Why are SOAP Web Services useful? While SOAP was initially viewed only as a way to get through firewalls (by passing SOAP over HTTP to a Web server), other uses of SOAP are emerging as the industry gains experience with this new technology. We have identified five applications of SOAP: B2B, application integration, general distributed computing, wireless applications, and web content development.


  1. B2B. SOAP is used by a business or government entity to expose services to business partners or clients. These services are invoked over the public Internet.  For example, eBay recently announced that its partner developer API will be offered as a SOAP Web Service.
  2. Application Integration. SOAP is used within a company to present a common interface to diverse back-end systems. The SOAP service hides the implementation details. SOAP is used as a lightweight application integration mechanism.
  3. General Distributed Computing.  SOAP can be used as an alternative (albeit a simplistic one) to CORBA, DCOM, RMI, and RPCs.
  4. Wireless Apps. Since SOAP is XML it can easily be transformed, using XSLT, to other formats, including wireless formats such as WML, cHTML, Palm Web Clipping, etc. This facilitates the implementation of wireless applications that access backend resources.
  5. Web Content. Again, taking advantage of the transformability of SOAP (e.g., to HTML), SOAP can be used to develop Web site content using back-end resources exposed as web services.


Market Space

While SOAP was originally derided as a Microsoft specific standard, it has been steadily gaining broad-based industry support and mind share. A year ago Rogue Wave Software was practically alone in our support of SOAP  (through our XML Link products). Today the space is becoming increasingly crowded and interesting. Support for SOAP has been announced or demonstrated by the major platform vendors, middleware vendors, a host of smaller companies, and open source projects. This trend highlights the need for standards in this area to facilitate interoperability amongst products.

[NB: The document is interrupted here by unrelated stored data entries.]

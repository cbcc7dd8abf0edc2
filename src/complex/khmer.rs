//! Khmer: coeng-stacked consonants, pre-base vowels, and the pre-base
//! reordering Ro.

use crate::buffer::{Buffer, GlyphInfo, Mask};
use crate::font::Font;
use crate::ot::feature;
use crate::ot::map::FeatureFlags;
use crate::plan::{ShapePlan, ShapePlanner};

use super::{ComplexShaper, ShapeNormalizationMode, ShaperData, ZeroWidthMarksMode, DEFAULT_SHAPER};

pub(crate) const KHMER_SHAPER: ComplexShaper = ComplexShaper {
    collect_features: Some(collect_features),
    override_features: Some(override_features),
    create_data: Some(data_create),
    setup_masks: Some(setup_masks),
    normalization_mode: ShapeNormalizationMode::ComposedDiacriticsNoShortCircuit,
    zero_width_marks: ZeroWidthMarksMode::None,
    fallback_position: false,
    ..DEFAULT_SHAPER
};

const RO: u32 = 0x179A;
const COENG: u32 = 0x17D2;

mod cat {
    pub const OTHER: u8 = 0;
    pub const C: u8 = 1;
    pub const V: u8 = 2;
    pub const COENG: u8 = 3;
    pub const VPRE: u8 = 4;
    pub const VOTHER: u8 = 5;
    pub const RS: u8 = 6;
    pub const SIGN: u8 = 7;
    pub const JOINER: u8 = 8;
}

fn categorize(u: u32) -> u8 {
    match u {
        0x1780..=0x17A2 => cat::C,
        0x17A3..=0x17B3 => cat::V,
        COENG => cat::COENG,
        0x17BE | 0x17C1..=0x17C5 => cat::VPRE,
        0x17B6..=0x17BD | 0x17C0 | 0x17BF => cat::VOTHER,
        0x17C9 | 0x17CA => cat::RS,
        0x17C6..=0x17C8 | 0x17CB..=0x17D1 | 0x17DD => cat::SIGN,
        0x200C | 0x200D => cat::JOINER,
        0x25CC => cat::C,
        _ => cat::OTHER,
    }
}

pub(crate) struct KhmerShapePlan {
    pref_mask: Mask,
    blwf_mask: Mask,
    abvf_mask: Mask,
    pstf_mask: Mask,
}

fn collect_features(planner: &mut ShapePlanner) {
    let map = &mut planner.ot_map;

    map.add_gsub_pause(Some(reorder));

    map.enable_feature(feature::LOCALIZED_FORMS, FeatureFlags::PER_SYLLABLE, 1);
    map.enable_feature(
        feature::GLYPH_COMPOSITION_DECOMPOSITION,
        FeatureFlags::PER_SYLLABLE,
        1,
    );

    for tag in [
        feature::PRE_BASE_FORMS,
        feature::BELOW_BASE_FORMS,
        feature::ABOVE_BASE_FORMS,
        feature::POST_BASE_FORMS,
    ] {
        map.add_feature(tag, FeatureFlags::MANUAL_JOINERS | FeatureFlags::PER_SYLLABLE, 1);
    }
    map.add_gsub_pause(None);

    for tag in [
        feature::PRE_BASE_SUBSTITUTIONS,
        feature::ABOVE_BASE_SUBSTITUTIONS,
        feature::BELOW_BASE_SUBSTITUTIONS,
        feature::POST_BASE_SUBSTITUTIONS,
    ] {
        map.enable_feature(tag, FeatureFlags::MANUAL_JOINERS | FeatureFlags::PER_SYLLABLE, 1);
    }
}

fn override_features(planner: &mut ShapePlanner) {
    // Khmer spec has 'clig' as part of required shaping features:
    // "Apply feature 'clig' to form ligatures that are desired for
    // typographical correctness.", hence in overrides.
    planner.ot_map.enable_feature(feature::CONTEXTUAL_LIGATURES, FeatureFlags::NONE, 1);
    planner.ot_map.disable_feature(feature::STANDARD_LIGATURES);
}

fn data_create(plan: &ShapePlan) -> ShaperData {
    ShaperData::Khmer(KhmerShapePlan {
        pref_mask: plan.ot_map.get_1_mask(feature::PRE_BASE_FORMS),
        blwf_mask: plan.ot_map.get_1_mask(feature::BELOW_BASE_FORMS),
        abvf_mask: plan.ot_map.get_1_mask(feature::ABOVE_BASE_FORMS),
        pstf_mask: plan.ot_map.get_1_mask(feature::POST_BASE_FORMS),
    })
}

fn setup_masks(_plan: &ShapePlan, _font: &Font, buffer: &mut Buffer) {
    let mut serial = 1u8;
    let len = buffer.len;
    let mut i = 0;
    while i < len {
        let end = syllable_end(buffer, i);
        for info in &mut buffer.info_mut()[i..end] {
            info.set_complex_category(categorize(info.codepoint));
            info.set_syllable(serial);
        }
        serial = serial.wrapping_add(1).max(1);
        i = end;
    }
}

/// One syllable: a base, its coeng-stacked consonants, then vowels and
/// signs.
fn syllable_end(buffer: &Buffer, start: usize) -> usize {
    let len = buffer.len;
    let mut i = start;

    let first = categorize(buffer.info[i].codepoint);
    i += 1;
    if !matches!(first, cat::C | cat::V) {
        return i;
    }

    while i < len {
        match categorize(buffer.info[i].codepoint) {
            cat::COENG => {
                // Coeng + consonant extends the stack.
                if i + 1 < len && matches!(categorize(buffer.info[i + 1].codepoint), cat::C | cat::V)
                {
                    i += 2;
                } else {
                    i += 1;
                    break;
                }
            }
            cat::VPRE | cat::VOTHER | cat::RS | cat::SIGN | cat::JOINER => i += 1,
            _ => break,
        }
    }
    i
}

fn reorder(plan: &ShapePlan, _font: &Font, buffer: &mut Buffer) {
    let ShaperData::Khmer(khmer_plan) = &plan.data else {
        return;
    };

    let len = buffer.len;
    let mut start = 0;
    while start < len {
        let syllable = buffer.info[start].syllable();
        let mut end = start + 1;
        while end < len && buffer.info[end].syllable() == syllable {
            end += 1;
        }
        reorder_syllable(khmer_plan, buffer, start, end);
        start = end;
    }
}

fn reorder_syllable(plan: &KhmerShapePlan, buffer: &mut Buffer, start: usize, end: usize) {
    // Mask coeng stacks: below-base by default, the pre-base-reordering
    // Ro takes 'pref'.
    let mut i = start;
    while i + 1 < end {
        if buffer.info[i].complex_category() == cat::COENG {
            let mask = if buffer.info[i + 1].codepoint == RO {
                plan.pref_mask
            } else {
                plan.blwf_mask
            };
            buffer.info[i].mask |= mask;
            buffer.info[i + 1].mask |= mask;
            i += 2;
        } else {
            if buffer.info[i].complex_category() == cat::VOTHER {
                buffer.info[i].mask |= plan.abvf_mask | plan.pstf_mask;
            }
            i += 1;
        }
    }

    // Move a coeng+Ro pair to the front, then pre-base vowels before it:
    // final visual order is VPre, coeng-Ro, base.
    let mut front = start;
    let mut k = start;
    while k + 1 < end {
        if buffer.info[k].complex_category() == cat::COENG && buffer.info[k + 1].codepoint == RO {
            move_range_to(buffer, k, k + 2, front);
            front += 2;
            break;
        }
        k += 1;
    }

    let mut k = front;
    while k < end {
        if buffer.info[k].complex_category() == cat::VPRE {
            move_range_to(buffer, k, k + 1, start);
            break;
        }
        k += 1;
    }

    if front != start {
        buffer.merge_clusters(start, end);
    }
}

/// Moves `[from, to)` so it starts at `dest` (dest <= from), shifting the
/// glyphs in between rightward.
fn move_range_to(buffer: &mut Buffer, from: usize, to: usize, dest: usize) {
    if dest >= from {
        return;
    }
    let moved: Vec<GlyphInfo> = buffer.info[from..to].to_vec();
    let count = to - from;
    buffer.info.copy_within(dest..from, dest + count);
    buffer.info[dest..dest + count].copy_from_slice(&moved);
    buffer.merge_clusters(dest, to);
}

#[cfg(test)]
mod tests {
    use super::*;

    #[test]
    fn coeng_ro_moves_to_front() {
        // KA + COENG + RO: the subscript Ro renders before the base.
        let mut buffer = Buffer::new();
        buffer.push_str("\u{1780}\u{17D2}\u{179A}");
        let plan = KhmerShapePlan { pref_mask: 0, blwf_mask: 0, abvf_mask: 0, pstf_mask: 0 };
        for info in buffer.info_mut() {
            let c = categorize(info.codepoint);
            info.set_complex_category(c);
        }
        reorder_syllable(&plan, &mut buffer, 0, 3);
        let cps: Vec<u32> = buffer.info().iter().map(|i| i.codepoint).collect();
        assert_eq!(cps, [0x17D2, 0x179A, 0x1780]);
    }

    #[test]
    fn pre_vowel_moves_before_coeng_ro() {
        // KA + COENG RO + E-vowel: visual order E, coeng-Ro, KA.
        let mut buffer = Buffer::new();
        buffer.push_str("\u{1780}\u{17D2}\u{179A}\u{17C1}");
        let plan = KhmerShapePlan { pref_mask: 0, blwf_mask: 0, abvf_mask: 0, pstf_mask: 0 };
        for info in buffer.info_mut() {
            let c = categorize(info.codepoint);
            info.set_complex_category(c);
        }
        reorder_syllable(&plan, &mut buffer, 0, 4);
        let cps: Vec<u32> = buffer.info().iter().map(|i| i.codepoint).collect();
        assert_eq!(cps, [0x17C1, 0x17D2, 0x179A, 0x1780]);
    }
}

Web Services and Rogue Wave

Rogue Wave Software is an 11-year-old company. We are primarily known for our class libraries. One year ago we introduced a set of products based on SOAP – our XML Link product line. XML-CORBA Link (a.k.a., XORBA) provides SOAP access to CORBA objects and XML-DB Link provides SOAP access to databases. These two products were the first commercially available products based on a SOAP specification.


In working with our customers and prospects during the last year, we have gained insight, as outlined above, about how people are planning to use SOAP.

Web Services and the W3C

Rogue Wave supports the XML Protocols work of the W3C. We believe that it is important to formally standardize a protocol similar to SOAP. In addition, we would like to see the W3C work to standardize a Web Service interface description language.


We see the market for web service products increasing, as more businesses and organizations come to discover the diverse applications of SOAP, beyond simple HTTP tunneling. We look to the W3C to foster this emerging market through relevant standards such as the current XML Protocols work and a future Web Services interface description language initiative.